そうか。ジェンティルドンナは俺に熱を上げ、唇を許した(負けていた)のか。

 

……クソ。気付くんじゃなかった。

 

 

 

 

「――ソイツは、カン違いだ。その勝負は引き分け(ドロー)だよ、ジェンティル」

 

「え?ぁ、ナツ――んぁ……」

 

あーあ……トレーナーとして綺麗に別れなきゃならなかった、俺の最後の線引きを越えさせられた。むしろ俺の負けか?胸の奥から這い上がってくる、暗い昏い……暗澹たる泥のような蝕み。

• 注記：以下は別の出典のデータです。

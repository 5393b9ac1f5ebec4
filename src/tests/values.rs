use crate::objects::StrPool;
use crate::values::Value;

#[test]
fn values_of_different_kinds_are_never_equal() {
  assert_ne!(Value::Nil, Value::Bool(false));
  assert_ne!(Value::Number(0.0), Value::Bool(false));
  assert_ne!(Value::Number(1.0), Value::Bool(true));

  let mut pool = StrPool::default();
  assert_ne!(Value::Str(pool.intern("nil")), Value::Nil);
}

#[test]
fn equality_within_a_kind() {
  assert_eq!(Value::Nil, Value::Nil);
  assert_eq!(Value::Bool(true), Value::Bool(true));
  assert_ne!(Value::Bool(true), Value::Bool(false));
  assert_eq!(Value::Number(1.5), Value::Number(1.5));
  assert_ne!(Value::Number(1.5), Value::Number(2.5));
}

#[test]
fn nan_is_not_equal_to_itself() {
  assert_ne!(Value::Number(f64::NAN), Value::Number(f64::NAN));
}

#[test]
fn interned_strings_compare_by_pointer() {
  let mut pool = StrPool::default();

  let a = Value::Str(pool.intern("text"));
  let b = Value::Str(pool.intern("text"));
  let c = Value::Str(pool.intern("other"));

  assert_eq!(a, b);
  assert_ne!(a, c);
}

#[test]
fn only_nil_and_false_are_falsey() {
  assert!(Value::Nil.is_falsey());
  assert!(Value::Bool(false).is_falsey());

  assert!(!Value::Bool(true).is_falsey());
  assert!(!Value::Number(0.0).is_falsey());

  let mut pool = StrPool::default();
  assert!(!Value::Str(pool.intern("")).is_falsey());
}

#[test]
fn display_forms() {
  assert_eq!(Value::Nil.to_string(), "nil");
  assert_eq!(Value::Bool(true).to_string(), "true");
  assert_eq!(Value::Bool(false).to_string(), "false");
  assert_eq!(Value::Number(42.0).to_string(), "42");
  assert_eq!(Value::Number(3.25).to_string(), "3.25");

  let mut pool = StrPool::default();
  assert_eq!(Value::Str(pool.intern("raw text")).to_string(), "raw text");
}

俺と違って、ジェンティルの道はこれからも続いていくというのに、その唇に呪いを残す軽率と蒙昧が心を呑む。

 

洗練された淑女(レディ)ではなく、ただのお年頃の乙女のように顔を綻ばせる彼女を見ても、俺の罪悪は重くなるばかりなのに。

 

「……ありがとう。そしてさようなら、ナツメ――愛しているわ」

 

「――ああ。じゃあな、俺の愛しいジェンティル」

 

愛なんて、互いに枷にしかならないモノに本気になってしまった。

 

 

 

 

 

 

 

 

 

 

トレセン学園から竜胆ナツメの名が消えてから数週間。

 

白で埋め尽くされた部屋、俺の身体から伸びる数々の線、一定間隔で鳴る小さな電子音。

 

レース界で見てきた華々しいゴールとは違う、地味で無色の終着点。

 

 

 

身辺整理は問題なし、母親への挨拶も済ませた、未練も後悔もない。

 

明るくて楽しくて、輝いて温かくて、濃密で瞬く間の人生だった。終わりが分かっていたからこそ、俺は竜胆ナツメに成れたと思う。

 

すぐソコまで迫っている死の予感はきっと外れない。14年前の事故から放たれた、命中が決定している魔弾のようなもの。

 

第六感で動き出した運命は、第六感で幕を下ろす。

 

 

 

「あれ、俺の始まりってどんなだっけ……」

 

 

 

いつの間にか忘れてしまった、一番最初の感覚。たしか、天使にも悪魔にも似た囁きだった気がする。まあいいか、思い出せないならもう関係ない。

 

 

 

終わり際に本当に想うのは、ひとつだけ。

 

 

 

「どうか、ジェンティルドンナの未来が幸福でありますように」

 

 

 

―――――――――――――――――――――――。

 

 

 

電子音は静寂を示し、墜星は暗路を行く。